Information supplied:
use super::load::{default_config_path, default_data_dir, resolve_config_path};
use super::schema::*;
use std::path::PathBuf;
use std::sync::{Mutex, OnceLock};

static ENV_LOCK: OnceLock<Mutex<()>> = OnceLock::new();

fn env_lock() -> std::sync::MutexGuard<'static, ()> {
    ENV_LOCK
        .get_or_init(|| Mutex::new(()))
        .lock()
        .unwrap_or_else(|poisoned| poisoned.into_inner())
}

struct EnvGuard {
    key: &'static str,
    old: Option<std::ffi::OsString>,
}

impl EnvGuard {
    fn set(key: &'static str, val: &str) -> Self {
        let old = std::env::var_os(key);
        unsafe {
            std::env::set_var(key, val);
        }
        Self { key, old }
    }

    fn remove(key: &'static str) -> Self {
        let old = std::env::var_os(key);
        unsafe {
            std::env::remove_var(key);
        }
        Self { key, old }
    }
}

impl Drop for EnvGuard {
    fn drop(&mut self) {
        match self.old.take() {
            Some(v) => unsafe {
                std::env::set_var(self.key, v);
            },
            None => unsafe {
                std::env::remove_var(self.key);
            },
        }
    }
}

#[test]
fn resolve_config_path_prefers_songbox_config_path() {
    let _lock = env_lock();
    let _g1 = EnvGuard::set("SONGBOX_CONFIG_PATH", "/tmp/songbox-test-config.toml");
    assert_eq!(
        resolve_config_path().unwrap(),
        PathBuf::from("/tmp/songbox-test-config.toml")
    );
}

#[test]
fn default_config_path_prefers_xdg_config_home() {
    let _lock = env_lock();
    let _g1 = EnvGuard::set("XDG_CONFIG_HOME", "/tmp/xdg-config-home");
    let _g2 = EnvGuard::set("HOME", "/tmp/home-should-not-win");

    assert_eq!(
        default_config_path().unwrap(),
        PathBuf::from("/tmp/xdg-config-home")
            .join("songbox")
            .join("config.toml")
    );
}

#[test]
fn default_data_dir_falls_back_to_home_local_share() {
    let _lock = env_lock();
    let _g1 = EnvGuard::remove("XDG_DATA_HOME");
    let _g2 = EnvGuard::set("HOME", "/tmp/home-dir");

    assert_eq!(
        default_data_dir().unwrap(),
        PathBuf::from("/tmp/home-dir/.local/share").join("songbox")
    );
}

#[test]
fn storage_dir_setting_overrides_data_dir_and_log_file_follows_it() {
    let settings = Settings {
        storage: StorageSettings {
            dir: Some(PathBuf::from("/tmp/songbox-data")),
            ..StorageSettings::default()
        },
        ..Settings::default()
    };
    assert_eq!(settings.data_dir(), PathBuf::from("/tmp/songbox-data"));
    assert_eq!(
        settings.log_file(),
        PathBuf::from("/tmp/songbox-data/songbox.log")
    );
}

#[test]
fn defaults_recognize_mp3_and_audio_mpeg() {
    let s = Settings::default();
    assert_eq!(s.library.extensions, vec!["mp3".to_string()]);
    assert_eq!(s.library.mime_types, vec!["audio/mpeg".to_string()]);
    assert_eq!(s.storage.playlist_file, "playlist.json");
    assert!(s.validate().is_ok());
}

#[test]
fn validate_rejects_playlist_file_with_path_separator() {
    let mut s = Settings::default();
    s.storage.playlist_file = "nested/playlist.json".into();
    assert!(s.validate().is_err());

    s.storage.playlist_file = "   ".into();
    assert!(s.validate().is_err());
}

#[test]
fn validate_rejects_zero_scrub_and_empty_filters() {
    let mut s = Settings::default();
    s.controls.scrub_seconds = 0;
    assert!(s.validate().is_err());

    let mut s = Settings::default();
    s.library.extensions.clear();
    s.library.mime_types.clear();
    assert!(s.validate().is_err());
}

#[test]
fn settings_load_from_config_file() {
    let _lock = env_lock();

    let dir = tempfile::tempdir().unwrap();
    let cfg_path = dir.path().join("config.toml");
    std::fs::write(
        &cfg_path,
        r#"
[library]
extensions = ["mp3", "flac"]
mime_types = ["audio/mpeg", "audio/flac"]
recursive = false
include_hidden = true

[storage]
dir = "/tmp/songbox-store"
playlist_file = "mix.json"

[ui]
header_text = "hello"
start_view = "now-playing"
now_playing_time_fields = ["elapsed", "remaining"]
now_playing_time_separator = " | "
notice_seconds = 9

[controls]
scrub_seconds = 15

[logging]
level = "debug"
"#,
    )
    .unwrap();

    let _g1 = EnvGuard::set("SONGBOX_CONFIG_PATH", cfg_path.to_str().unwrap());
    let _g2 = EnvGuard::remove("SONGBOX__CONTROLS__SCRUB_SECONDS");

    let s = Settings::load().unwrap();
    assert_eq!(s.library.extensions, vec!["mp3".to_string(), "flac".to_string()]);
    assert_eq!(s.library.mime_types.len(), 2);
    assert!(!s.library.recursive);
    assert!(s.library.include_hidden);
    assert_eq!(s.storage.dir, Some(PathBuf::from("/tmp/songbox-store")));
    assert_eq!(s.storage.playlist_file, "mix.json");
    assert_eq!(s.ui.header_text, "hello");
    assert_eq!(s.ui.start_view, StartView::NowPlaying);
    assert_eq!(s.ui.now_playing_time_fields.len(), 2);
    assert!(matches!(s.ui.now_playing_time_fields[1], TimeField::Remaining));
    assert_eq!(s.ui.now_playing_time_separator, " | ");
    assert_eq!(s.ui.notice_seconds, 9);
    assert_eq!(s.controls.scrub_seconds, 15);
    assert_eq!(s.logging.level, "debug");
}

#[test]
fn settings_env_overrides_config_file() {
    let _lock = env_lock();

    let dir = tempfile::tempdir().unwrap();
    let cfg_path = dir.path().join("config.toml");
    std::fs::write(
        &cfg_path,
        r#"
[controls]
scrub_seconds = 5
"#,
    )
    .unwrap();

    let _g1 = EnvGuard::set("SONGBOX_CONFIG_PATH", cfg_path.to_str().unwrap());
    let _g2 = EnvGuard::set("SONGBOX__CONTROLS__SCRUB_SECONDS", "30");

    let s = Settings::load().unwrap();
    assert_eq!(s.controls.scrub_seconds, 30);
}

Work instruction: On how many lines above does "store" occur? Say the number only.

Expected answer: 2